Items from a data source:
━━━━━━━━━━

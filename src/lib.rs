pub mod application;
pub mod config;
pub mod db;
pub mod domain;
pub mod errors;
pub mod handlers;
pub mod infrastructure;
pub mod schema;

use actix_web::{middleware::Logger, web, App, HttpServer};
use diesel_migrations::{embed_migrations, EmbeddedMigrations, MigrationHarness};
use utoipa::OpenApi;
use utoipa_swagger_ui::SwaggerUi;

use application::affiliate_service::AffiliateService;
use application::checkout::Checkout;
use application::inventory::InventoryService;
use application::order_lifecycle::OrderLifecycle;
use application::reconciliation::ReconciliationProcessor;
use application::wallet_service::WalletService;
use application::EngineSettings;
use domain::errors::DomainError;
use infrastructure::gateways::GatewayRegistry;
use infrastructure::inventory_repo::DieselInventoryRepository;

pub use db::{create_pool, DbPool};

pub const MIGRATIONS: EmbeddedMigrations = embed_migrations!("migrations");

/// Run any pending Diesel migrations against the pool's database.
pub fn run_migrations(pool: &DbPool) -> Result<(), DomainError> {
    let mut conn = pool.get()?;
    conn.run_pending_migrations(MIGRATIONS)
        .map_err(|e| DomainError::Internal(format!("Failed to run database migrations: {}", e)))?;
    Ok(())
}

/// The application services the HTTP layer dispatches to.
#[derive(Clone)]
pub struct Services {
    pub checkout: Checkout,
    pub lifecycle: OrderLifecycle,
    pub reconciliation: ReconciliationProcessor,
    pub wallet: WalletService,
    pub affiliates: AffiliateService,
    pub inventory: InventoryService<DieselInventoryRepository>,
}

impl Services {
    pub fn new(pool: DbPool, gateways: GatewayRegistry, settings: EngineSettings) -> Self {
        Services {
            checkout: Checkout::new(pool.clone(), settings.clone()),
            lifecycle: OrderLifecycle::new(pool.clone(), settings.clone()),
            reconciliation: ReconciliationProcessor::new(pool.clone(), gateways, settings.clone()),
            wallet: WalletService::new(pool.clone()),
            affiliates: AffiliateService::new(pool.clone(), settings),
            inventory: InventoryService::new(DieselInventoryRepository::new(pool)),
        }
    }

    /// Register the services as app data and mount the routes.
    pub fn configure(&self, cfg: &mut web::ServiceConfig) {
        cfg.app_data(web::Data::new(self.checkout.clone()))
            .app_data(web::Data::new(self.lifecycle.clone()))
            .app_data(web::Data::new(self.reconciliation.clone()))
            .app_data(web::Data::new(self.wallet.clone()))
            .app_data(web::Data::new(self.affiliates.clone()))
            .app_data(web::Data::new(self.inventory.clone()))
            .configure(handlers::routes);
    }
}

/// Build and return an actix-web `Server` bound to `host:port`.
///
/// The caller is responsible for `.await`-ing (or `tokio::spawn`-ing) the
/// returned server.
pub fn build_server(
    services: Services,
    host: &str,
    port: u16,
) -> std::io::Result<actix_web::dev::Server> {
    let openapi = handlers::ApiDoc::openapi();
    Ok(HttpServer::new(move || {
        App::new()
            .wrap(Logger::default())
            .configure(|cfg| services.configure(cfg))
            .service(
                SwaggerUi::new("/swagger-ui/{_:.*}").url("/api-docs/openapi.json", openapi.clone()),
            )
    })
    .bind((host.to_string(), port))?
    .run())
}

━━━━━━━━━━

• Exercise requirements: Beginning with the very first line of the records above, please retype each line through the one that has "GatewayRegistry, settings: EngineSettings)", and add nothing.

• Answer for the task:
filename src/lib.rs
pub mod application;
pub mod config;
pub mod db;
pub mod domain;
pub mod errors;
pub mod handlers;
pub mod infrastructure;
pub mod schema;

use actix_web::{middleware::Logger, web, App, HttpServer};
use diesel_migrations::{embed_migrations, EmbeddedMigrations, MigrationHarness};
use utoipa::OpenApi;
use utoipa_swagger_ui::SwaggerUi;

use application::affiliate_service::AffiliateService;
use application::checkout::Checkout;
use application::inventory::InventoryService;
use application::order_lifecycle::OrderLifecycle;
use application::reconciliation::ReconciliationProcessor;
use application::wallet_service::WalletService;
use application::EngineSettings;
use domain::errors::DomainError;
use infrastructure::gateways::GatewayRegistry;
use infrastructure::inventory_repo::DieselInventoryRepository;

pub use db::{create_pool, DbPool};

pub const MIGRATIONS: EmbeddedMigrations = embed_migrations!("migrations");

/// Run any pending Diesel migrations against the pool's database.
pub fn run_migrations(pool: &DbPool) -> Result<(), DomainError> {
    let mut conn = pool.get()?;
    conn.run_pending_migrations(MIGRATIONS)
        .map_err(|e| DomainError::Internal(format!("Failed to run database migrations: {}", e)))?;
    Ok(())
}

/// The application services the HTTP layer dispatches to.
#[derive(Clone)]
pub struct Services {
    pub checkout: Checkout,
    pub lifecycle: OrderLifecycle,
    pub reconciliation: ReconciliationProcessor,
    pub wallet: WalletService,
    pub affiliates: AffiliateService,
    pub inventory: InventoryService<DieselInventoryRepository>,
}

impl Services {
    pub fn new(pool: DbPool, gateways: GatewayRegistry, settings: EngineSettings) -> Self {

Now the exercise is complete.